• [TASK DETAILS] If "Corridor" shows up in a line of the material, return that line.

[[ SUPPLIED DATA open ]]

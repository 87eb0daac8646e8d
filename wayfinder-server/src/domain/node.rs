//! Navigation graph nodes.

use std::fmt;

use super::{NodeId, Vector3};

/// What kind of place a node represents.
#[derive(Debug, Clone, Copy, PartialEq, Eq, Hash)]
pub enum NodeType {
    Entrance,
    Corridor,
    Junction,
    Stairway,
    Elevator,
    Destination,
    Emergency,
}

impl NodeType {
    /// Stable machine-readable name.
    pub fn as_str(&self) -> &'static str {
        match self {
            NodeType::Entrance => "entrance",
            NodeType::Corridor => "corridor",
            NodeType::Junction => "junction",
            NodeType::Stairway => "stairway",
            NodeType::Elevator => "elevator",
            NodeType::Destination => "destination",
            NodeType::Emergency => "emergency",
        }
    }

    /// Human-readable label used in instruction text.
    pub fn label(&self) -> &'static str {
        match self {
            NodeType::Emergency => "emergency exit",
            other => other.as_str(),
        }
    }
}

impl fmt::Display for NodeType {
    fn fmt(&self, f: &mut fmt::Formatter<'_>) -> fmt::Result {
        f.write_str(self.as_str())
    }
}

/// Accessibility features of a node.
#[derive(Debug, Clone, Copy, PartialEq, Eq, Hash)]
pub struct Accessibility {
    pub wheelchair_accessible: bool,
    pub elevator_access: bool,
    pub ramp_access: bool,
    pub visual_aid_support: bool,
    pub audio_aid_support: bool,
}

impl Accessibility {
    /// Every feature available.
    pub const fn full() -> Self {
        Self {
            wheelchair_accessible: true,
            elevator_access: true,
            ramp_access: true,
            visual_aid_support: true,
            audio_aid_support: true,
        }
    }

    /// No feature available.
    pub const fn none() -> Self {
        Self {
            wheelchair_accessible: false,
            elevator_access: false,
            ramp_access: false,
            visual_aid_support: false,
            audio_aid_support: false,
        }
    }

    /// Accessible except for wheelchairs (e.g. a stairway).
    pub const fn no_wheelchair() -> Self {
        Self {
            wheelchair_accessible: false,
            ..Self::full()
        }
    }
}

/// A point in the navigable graph.
///
/// Nodes are immutable once built. Connections are directed and refer to
/// other nodes by identifier; [`crate::graph::NodeSet`] checks that they
/// resolve. New nodes are fully accessible until told otherwise.
#[derive(Debug, Clone, PartialEq)]
pub struct NavigationNode {
    id: NodeId,
    position: Vector3,
    node_type: NodeType,
    connections: Vec<NodeId>,
    accessibility: Accessibility,
    floor: i32,
}

impl NavigationNode {
    /// Creates an unconnected, fully accessible node.
    pub fn new(id: NodeId, position: Vector3, node_type: NodeType, floor: i32) -> Self {
        Self {
            id,
            position,
            node_type,
            connections: Vec::new(),
            accessibility: Accessibility::full(),
            floor,
        }
    }

    /// Adds a directed connection. Duplicates are ignored.
    pub fn connect_to(mut self, to: NodeId) -> Self {
        if !self.connections.contains(&to) {
            self.connections.push(to);
        }
        self
    }

    /// Adds several directed connections in order.
    pub fn connect_all<I: IntoIterator<Item = NodeId>>(self, to: I) -> Self {
        to.into_iter().fold(self, |node, id| node.connect_to(id))
    }

    /// Replaces the accessibility descriptor.
    pub fn with_accessibility(mut self, accessibility: Accessibility) -> Self {
        self.accessibility = accessibility;
        self
    }

    pub fn id(&self) -> &NodeId {
        &self.id
    }

    pub fn position(&self) -> Vector3 {
        self.position
    }

    pub fn node_type(&self) -> NodeType {
        self.node_type
    }

    /// Connected node identifiers in insertion order.
    pub fn connections(&self) -> &[NodeId] {
        &self.connections
    }

    pub fn accessibility(&self) -> &Accessibility {
        &self.accessibility
    }

    pub fn floor(&self) -> i32 {
        self.floor
    }

    pub fn is_wheelchair_accessible(&self) -> bool {
        self.accessibility.wheelchair_accessible
    }

    /// Euclidean distance to another node.
    pub fn distance_to(&self, other: &NavigationNode) -> f64 {
        self.position.distance(&other.position)
    }
}
//! Edge cost policy.
//!
//! The planner asks a [`CostModel`] for the cost of every edge it relaxes.
//! The default model turns [`NavigationPreferences`] into multipliers on the
//! straight-line distance plus an additive floor-change penalty.

use crate::domain::{NavigationNode, NodeType};

use super::config::NavigationPreferences;

/// Multiplier when wheelchair access is required and the target is not accessible.
pub const WHEELCHAIR_PENALTY: f64 = 10.0;

/// Multiplier for entering a stairway while avoiding stairs.
pub const STAIRS_PENALTY: f64 = 5.0;

/// Multiplier for entering an elevator when elevators are preferred.
pub const ELEVATOR_PREFERRED: f64 = 0.8;

/// Multiplier for entering an elevator when elevators are not preferred.
pub const ELEVATOR_NOT_PREFERRED: f64 = 1.2;

/// Multiplier for entering an emergency node, regardless of preferences.
pub const EMERGENCY_PENALTY: f64 = 2.0;

/// Cost of moving along a directed edge.
///
/// Returning `None` makes the edge impassable.
pub trait CostModel {
    fn edge_cost(&self, from: &NavigationNode, to: &NavigationNode) -> Option<f64>;
}

impl<C: CostModel + ?Sized> CostModel for &C {
    fn edge_cost(&self, from: &NavigationNode, to: &NavigationNode) -> Option<f64> {
        (**self).edge_cost(from, to)
    }
}

/// Cost of moving from `from` to the adjacent node `to`.
///
/// Starts from the Euclidean distance, applies the accessibility penalty,
/// then at most one node-type multiplier, then adds the floor change
/// penalty.
pub fn movement_cost(
    from: &NavigationNode,
    to: &NavigationNode,
    preferences: &NavigationPreferences,
) -> f64 {
    let mut cost = from.distance_to(to);

    if preferences.require_wheelchair_access && !to.is_wheelchair_accessible() {
        cost *= WHEELCHAIR_PENALTY;
    }

    match to.node_type() {
        NodeType::Stairway if preferences.avoid_stairs => cost *= STAIRS_PENALTY,
        NodeType::Elevator if preferences.prefer_elevators => cost *= ELEVATOR_PREFERRED,
        NodeType::Elevator => cost *= ELEVATOR_NOT_PREFERRED,
        NodeType::Emergency => cost *= EMERGENCY_PENALTY,
        NodeType::Stairway
        | NodeType::Entrance
        | NodeType::Corridor
        | NodeType::Junction
        | NodeType::Destination => {}
    }

    if from.floor() != to.floor() {
        cost += preferences.floor_change_penalty;
    }

    cost
}

/// The preference-driven cost policy. Every edge is passable.
#[derive(Debug, Clone, Copy)]
pub struct PreferenceCost<'a> {
    preferences: &'a NavigationPreferences,
}

impl<'a> PreferenceCost<'a> {
    pub fn new(preferences: &'a NavigationPreferences) -> Self {
        Self { preferences }
    }
}

impl CostModel for PreferenceCost<'_> {
    fn edge_cost(&self, from: &NavigationNode, to: &NavigationNode) -> Option<f64> {
        Some(movement_cost(from, to, self.preferences))
    }
}

/// Wraps another model and refuses to enter non-accessible nodes.
#[derive(Debug, Clone, Copy)]
pub struct StrictAccessibility<C> {
    inner: C,
}

impl<C: CostModel> StrictAccessibility<C> {
    pub fn new(inner: C) -> Self {
        Self { inner }
    }
}

impl<C: CostModel> CostModel for StrictAccessibility<C> {
    fn edge_cost(&self, from: &NavigationNode, to: &NavigationNode) -> Option<f64> {
        if !to.is_wheelchair_accessible() {
            return None;
        }
        self.inner.edge_cost(from, to)
    }
}

/// The cost model implied by a set of preferences.
///
/// Strict accessibility only takes effect when wheelchair access is required.
pub fn cost_model_for(preferences: &NavigationPreferences) -> Box<dyn CostModel + Send + Sync + '_> {
    let base = PreferenceCost::new(preferences);
    if preferences.require_wheelchair_access && preferences.strict_accessibility {
        Box::new(StrictAccessibility::new(base))
    } else {
        Box::new(base)
    }
}

#[cfg(test)]
mod tests {
    use super::*;
    use crate::domain::{Accessibility, NodeId, Vector3};

    const EPS: f64 = 1e-9;

    fn node(id: &str, x: f64, node_type: NodeType, floor: i32) -> NavigationNode {
        NavigationNode::new(
            NodeId::parse(id).unwrap(),
            Vector3::new(x, 0.0, 0.0),
            node_type,
            floor,
        )
    }

    fn origin() -> NavigationNode {
        node("o", 0.0, NodeType::Corridor, 0)
    }

    #[test]
    fn plain_edge_costs_distance() {
        let to = node("t", 4.0, NodeType::Corridor, 0);
        let cost = movement_cost(&origin(), &to, &NavigationPreferences::default());
        assert!((cost - 4.0).abs() < EPS);
    }

    #[test]
    fn wheelchair_penalty_only_when_required() {
        let to = node("t", 2.0, NodeType::Corridor, 0).with_accessibility(Accessibility::none());

        let relaxed = NavigationPreferences::default();
        assert!((movement_cost(&origin(), &to, &relaxed) - 2.0).abs() < EPS);

        let required = NavigationPreferences {
            require_wheelchair_access: true,
            ..NavigationPreferences::default()
        };
        assert!((movement_cost(&origin(), &to, &required) - 20.0).abs() < EPS);
    }

    #[test]
    fn stairs_penalty_only_when_avoiding() {
        let to = node("s", 3.0, NodeType::Stairway, 0);

        let relaxed = NavigationPreferences::default();
        assert!((movement_cost(&origin(), &to, &relaxed) - 3.0).abs() < EPS);

        let avoiding = NavigationPreferences {
            avoid_stairs: true,
            ..NavigationPreferences::default()
        };
        assert!((movement_cost(&origin(), &to, &avoiding) - 15.0).abs() < EPS);
    }

    #[test]
    fn elevator_nudge_both_ways() {
        let to = node("e", 10.0, NodeType::Elevator, 0);

        let preferred = NavigationPreferences {
            prefer_elevators: true,
            ..NavigationPreferences::default()
        };
        assert!((movement_cost(&origin(), &to, &preferred) - 8.0).abs() < EPS);

        let neutral = NavigationPreferences::default();
        assert!((movement_cost(&origin(), &to, &neutral) - 12.0).abs() < EPS);
    }

    #[test]
    fn emergency_always_deterred() {
        let to = node("x", 5.0, NodeType::Emergency, 0);
        let cost = movement_cost(&origin(), &to, &NavigationPreferences::default());
        assert!((cost - 10.0).abs() < EPS);
    }

    #[test]
    fn floor_change_penalty_is_additive() {
        let to = node("u", 2.0, NodeType::Corridor, 1);
        let cost = movement_cost(&origin(), &to, &NavigationPreferences::default());
        assert!((cost - 12.0).abs() < EPS);
    }

    #[test]
    fn penalties_compose_in_order() {
        // Non-accessible stairway on another floor: (3 * 10 * 5) + 10
        let to = node("s", 3.0, NodeType::Stairway, 1).with_accessibility(Accessibility::none());
        let prefs = NavigationPreferences {
            require_wheelchair_access: true,
            avoid_stairs: true,
            ..NavigationPreferences::default()
        };
        let cost = movement_cost(&origin(), &to, &prefs);
        assert!((cost - 160.0).abs() < EPS);
    }

    #[test]
    fn source_node_type_does_not_matter() {
        let from = node("s", 0.0, NodeType::Stairway, 0);
        let to = node("c", 3.0, NodeType::Corridor, 0);
        let prefs = NavigationPreferences {
            avoid_stairs: true,
            ..NavigationPreferences::default()
        };
        assert!((movement_cost(&from, &to, &prefs) - 3.0).abs() < EPS);
    }

    #[test]
    fn zero_length_edge_costs_nothing() {
        let to = node("t", 0.0, NodeType::Corridor, 0);
        assert_eq!(
            movement_cost(&origin(), &to, &NavigationPreferences::default()),
            0.0
        );
    }

    #[test]
    fn strict_model_blocks_inaccessible_nodes() {
        let prefs = NavigationPreferences {
            require_wheelchair_access: true,
            strict_accessibility: true,
            ..NavigationPreferences::default()
        };
        let model = cost_model_for(&prefs);

        let blocked = node("b", 1.0, NodeType::Corridor, 0).with_accessibility(Accessibility::none());
        let open = node("c", 1.0, NodeType::Corridor, 0);

        assert_eq!(model.edge_cost(&origin(), &blocked), None);
        assert!(model.edge_cost(&origin(), &open).is_some());
    }

    #[test]
    fn strict_flag_alone_is_ignored() {
        let prefs = NavigationPreferences {
            strict_accessibility: true,
            ..NavigationPreferences::default()
        };
        let model = cost_model_for(&prefs);
        let blocked = node("b", 1.0, NodeType::Corridor, 0).with_accessibility(Accessibility::none());
        assert!(model.edge_cost(&origin(), &blocked).is_some());
    }
}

[[ SUPPLIED DATA closed ]]

• [PROBLEM SOLUTION]
    Corridor,
            NodeType::Corridor => "corridor",
        | NodeType::Corridor
        node("o", 0.0, NodeType::Corridor, 0)
        let to = node("t", 4.0, NodeType::Corridor, 0);
        let to = node("t", 2.0, NodeType::Corridor, 0).with_accessibility(Accessibility::none());
        let to = node("u", 2.0, NodeType::Corridor, 1);
        let to = node("c", 3.0, NodeType::Corridor, 0);
        let to = node("t", 0.0, NodeType::Corridor, 0);
        let blocked = node("b", 1.0, NodeType::Corridor, 0).with_accessibility(Accessibility::none());
        let open = node("c", 1.0, NodeType::Corridor, 0);
        let blocked = node("b", 1.0, NodeType::Corridor, 0).with_accessibility(Accessibility::none());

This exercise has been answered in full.